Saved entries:

= Beginning of Section =

//! Console Event Sink
//!
//! Human-readable progress: one line per stage transition, plus the issued
//! commands when verbose.

use std::io::{self, Write};
use std::sync::Mutex;

use crossterm::style::{Color, Stylize};

use crate::domain::ports::{DeployEvent, DeployEventSink};

mod icons {
    pub const SUCCESS: &str = "✓";
    pub const ERROR: &str = "✗";
    pub const WARNING: &str = "⚠";
    pub const PROGRESS: &str = "●";
    pub const SKIPPED: &str = "○";
    pub const ARROW: &str = "↳";
}

mod icons_ascii {
    pub const SUCCESS: &str = "[OK]";
    pub const ERROR: &str = "[FAIL]";
    pub const WARNING: &str = "[WARN]";
    pub const PROGRESS: &str = "[..]";
    pub const SKIPPED: &str = "[--]";
    pub const ARROW: &str = "[>]";
}

#[derive(Debug, Clone, Copy, PartialEq, Eq)]
enum Icon {
    Success,
    Error,
    Warning,
    Progress,
    Skipped,
    Arrow,
}

impl Icon {
    fn render(self, unicode: bool) -> &'static str {
        match (unicode, self) {
            (true, Icon::Success) => icons::SUCCESS,
            (true, Icon::Error) => icons::ERROR,
            (true, Icon::Warning) => icons::WARNING,
            (true, Icon::Progress) => icons::PROGRESS,
            (true, Icon::Skipped) => icons::SKIPPED,
            (true, Icon::Arrow) => icons::ARROW,
            (false, Icon::Success) => icons_ascii::SUCCESS,
            (false, Icon::Error) => icons_ascii::ERROR,
            (false, Icon::Warning) => icons_ascii::WARNING,
            (false, Icon::Progress) => icons_ascii::PROGRESS,
            (false, Icon::Skipped) => icons_ascii::SKIPPED,
            (false, Icon::Arrow) => icons_ascii::ARROW,
        }
    }

    fn color(self) -> Color {
        match self {
            Icon::Success => Color::Green,
            Icon::Error => Color::Red,
            Icon::Warning | Icon::Progress => Color::Yellow,
            Icon::Skipped | Icon::Arrow => Color::DarkGrey,
        }
    }
}

/// Event sink printing progress lines
pub struct ConsoleEventSink {
    writer: Mutex<Box<dyn Write + Send>>,
    color: bool,
    unicode: bool,
    verbose: bool,
}

impl ConsoleEventSink {
    /// Progress on stderr
    pub fn stderr(color: bool, unicode: bool, verbose: bool) -> Self {
        Self::with_writer(io::stderr(), color, unicode, verbose)
    }

    pub fn with_writer<W: Write + Send + 'static>(
        writer: W,
        color: bool,
        unicode: bool,
        verbose: bool,
    ) -> Self {
        Self {
            writer: Mutex::new(Box::new(writer)),
            color,
            unicode,
            verbose,
        }
    }

    fn icon(&self, icon: Icon) -> String {
        let s = icon.render(self.unicode);
        if self.color {
            format!("{}", s.with(icon.color()))
        } else {
            s.to_string()
        }
    }

    fn line(&self, text: String) {
        if let Ok(mut writer) = self.writer.lock() {
            let _ = writeln!(writer, "{}", text);
            let _ = writer.flush();
        }
    }
}

impl DeployEventSink for ConsoleEventSink {
    fn on_event(&self, event: DeployEvent) {
        match event {
            DeployEvent::Started {
                destination,
                service,
                source,
                dry_run,
            } => {
                let mode = if dry_run { " (dry run)" } else { "" };
                self.line(format!("Deploying {} to {}{}", service, destination, mode));
                self.line(format!("  source: {}", source));
            }
            DeployEvent::Connected { destination } => {
                self.line(format!("{} connected to {}", self.icon(Icon::Success), destination));
            }
            DeployEvent::StageStarted { stage } => {
                self.line(format!("{} {}", self.icon(Icon::Progress), stage));
            }
            DeployEvent::CommandStarted { command, .. } => {
                if self.verbose {
                    self.line(format!("  {} {}", self.icon(Icon::Arrow), command));
                }
            }
            DeployEvent::StageCompleted { stage, elapsed } => {
                self.line(format!(
                    "{} {} ({:.1}s)",
                    self.icon(Icon::Success),
                    stage,
                    elapsed.as_secs_f64()
                ));
            }
            DeployEvent::StageSkipped { stage, reason } => {
                self.line(format!("{} {} skipped: {}", self.icon(Icon::Skipped), stage, reason));
            }
            DeployEvent::StageFailed { stage, error } => {
                self.line(format!("{} {} failed", self.icon(Icon::Error), stage));
                for line in error.lines() {
                    self.line(format!("    {}", line));
                }
            }
            DeployEvent::Warning { stage, message } => {
                self.line(format!("{} {}: {}", self.icon(Icon::Warning), stage, message));
            }
            DeployEvent::Completed { elapsed, warnings } => {
                let suffix = match warnings {
                    0 => String::new(),
                    1 => " with 1 warning".to_string(),
                    n => format!(" with {} warnings", n),
                };
                self.line(format!(
                    "{} deployed in {:.1}s{}",
                    self.icon(Icon::Success),
                    elapsed.as_secs_f64(),
                    suffix
                ));
            }
        }
    }

    fn wants_detailed_events(&self) -> bool {
        self.verbose
    }
}
//! Pipeline stages

use serde::Serialize;

use crate::error::CleanupWarning;

/// One step of the deployment pipeline
///
/// Stages run strictly in [`Stage::PIPELINE`] order; a stage starts only
/// after the previous one succeeded.
#[derive(Debug, Clone, Copy, PartialEq, Eq, Hash, PartialOrd, Ord, Serialize)]
#[serde(rename_all = "lowercase")]
pub enum Stage {
    Source,
    Build,
    Migrate,
    Cutover,
    Cleanup,
}

impl Stage {
    pub const PIPELINE: [Stage; 5] = [
        Stage::Source,
        Stage::Build,
        Stage::Migrate,
        Stage::Cutover,
        Stage::Cleanup,
    ];

    pub fn name(&self) -> &'static str {
        match self {
            Stage::Source => "source",
            Stage::Build => "build",
            Stage::Migrate => "migrate",
            Stage::Cutover => "cutover",
            Stage::Cleanup => "cleanup",
        }
    }
}

impl std::fmt::Display for Stage {
    fn fmt(&self, f: &mut std::fmt::Formatter<'_>) -> std::fmt::Result {
        f.write_str(self.name())
    }
}

/// Successful result of running one stage
#[derive(Debug, Clone, PartialEq, Eq)]
pub enum StageOutcome {
    Completed,
    Skipped { reason: String },
    /// Completed, but best-effort steps reported problems
    Degraded { warnings: Vec<CleanupWarning> },
}

impl StageOutcome {
    pub fn skipped(reason: impl Into<String>) -> Self {
        Self::Skipped {
            reason: reason.into(),
        }
    }

    pub fn warnings(&self) -> &[CleanupWarning] {
        match self {
            Self::Degraded { warnings } => warnings,
            _ => &[],
        }
    }
}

= End of Section =

### Your task
Of the lines above, show those in which "Copy" appears.

### Response below
#[derive(Debug, Clone, Copy, PartialEq, Eq)]
#[derive(Debug, Clone, Copy, PartialEq, Eq, Hash, PartialOrd, Ord, Serialize)]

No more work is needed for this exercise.